Активность и участие субъекта состоит в его обращенности к идеальному, внутреннему содержанию символа, к его – как это ни парадоксально звучит – внутренней пустоте, пустоте, никогда не заполненной, и в силу этого порождающей бесконечное многообразие смыслов, внутренне связанных единой не поддающейся объяснению рассудка логикой. По сути дела, эта внутренняя пустота, беспредметность символа, обладая притягательной силой, и рождает нашу субъектность, служит источником осмысленной и свободной от детерминизма эмпирической действительности активности. Внешняя же форма символа служит для нас как бы опорой, воротами, через которые мы проходим к реальности иного.
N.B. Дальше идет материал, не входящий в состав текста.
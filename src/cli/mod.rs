//! CLI module for Trellis.

pub mod commands;
mod output;
pub mod preflight;

pub use output::Output;

use clap::{Parser, Subcommand};

/// The original demo question for the browser agent.
pub const DEFAULT_BROWSE_QUESTION: &str = "Navigate to pydantic.dev and get information about their latest blog post or announcement. Summarize what you find.";

/// Trellis - arithmetic, items and LLM agents over HTTP
///
/// Serves a small JSON API backed by SQLite, plus a PydanticAI docs agent
/// with web search and a browser agent driven through an MCP server.
#[derive(Parser, Debug)]
#[command(name = "trellis")]
#[command(version, about, long_about = None)]
pub struct Cli {
    /// Increase verbosity (-v for debug, -vv for trace)
    #[arg(short, long, action = clap::ArgAction::Count, global = true)]
    pub verbose: u8,

    /// Path to configuration file
    #[arg(short, long, global = true)]
    pub config: Option<String>,

    #[command(subcommand)]
    pub command: Commands,
}

#[derive(Subcommand, Debug)]
pub enum Commands {
    /// Start the HTTP API server
    Serve {
        /// Host to bind to (defaults to server.host)
        #[arg(long)]
        host: Option<String>,

        /// Port to bind to (defaults to server.port)
        #[arg(short, long)]
        port: Option<u16>,
    },

    /// Ask the PydanticAI docs agent a question
    Ask {
        /// The question to ask
        question: String,

        /// LLM model to use
        #[arg(short, long)]
        model: Option<String>,
    },

    /// Give the browser agent a task through the MCP server
    Browse {
        /// The task for the browser agent
        #[arg(default_value = DEFAULT_BROWSE_QUESTION)]
        question: String,

        /// LLM model to use
        #[arg(short, long)]
        model: Option<String>,
    },

    /// Run the docs agent evaluation dataset
    Evals {
        /// Dataset file (JSON); the built-in dataset is used when omitted
        #[arg(short, long)]
        dataset: Option<String>,

        /// Write the dataset to this file after the run
        #[arg(short, long, num_args = 0..=1, default_missing_value = "")]
        save: Option<String>,

        /// Maximum cases evaluated at once (defaults to evals.concurrency)
        #[arg(long)]
        concurrency: Option<usize>,
    },

    /// Check API keys, the MCP server command and the database
    Doctor,

    /// Manage configuration
    Config {
        #[command(subcommand)]
        action: ConfigAction,
    },
}

#[derive(Subcommand, Debug)]
pub enum ConfigAction {
    /// Show current configuration
    Show,

    /// Show configuration file path
    Path,

    /// Write the default configuration file
    Init {
        /// Overwrite an existing file
        #[arg(short, long)]
        force: bool,
    },
}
3. Совмещение различных смысловых позиций, выраженных в символе

Выше отмечалось, что смысл (содержание) символа всегда многогранен и никогда жестко не фиксирован. Пустота символа служит условием его потенциала в порождении и выражении многогранных смыслов. Здесь правильнее будет говорить не об одном единственном смысле символа, а о разнообразии смыслов, выступающих гранями или ипостасями некоторого единого Смысла. Данная особенность напрямую связана с коммуникативной функцией символа, его способностью объединять различные эмпирические содержания в опыте как одной личности, так и различных людей. В этом контексте уместно вспомнить про диалогическую природу смысла, в частности, и сознания, подробно описанную М. М. Бахтиным (Бахтин, 1979; Верч, 1996). Смысл М. М. Бахтиным понимается как ответ на вопрос, и без этого вопроса немыслим. Таким образом, единый Смысл символа способен совмещать в себе различные смысловые позиции (голоса), обнаруживающие различные его грани и создающие глубину его понимания человеком. Любой символ – это всегда чей-то символ и он к кому-то обращен. Символ должен учитывать сознание как минимум двух личностей: той, которая себя выражает, и той, к которой он обращен. В этом контексте можно вспомнить о том, что в психоанализе символ понимается как замещающий отсутствующего субъекта. В этом смысле генезис Я, переживания собственной субъектности, очевидно имеет символическую природу, поскольку собственное Я, (как, впрочем, и чужое) не доступно нашему эмпирическому сознанию, никогда не представлено в нашем опыте непосредственно.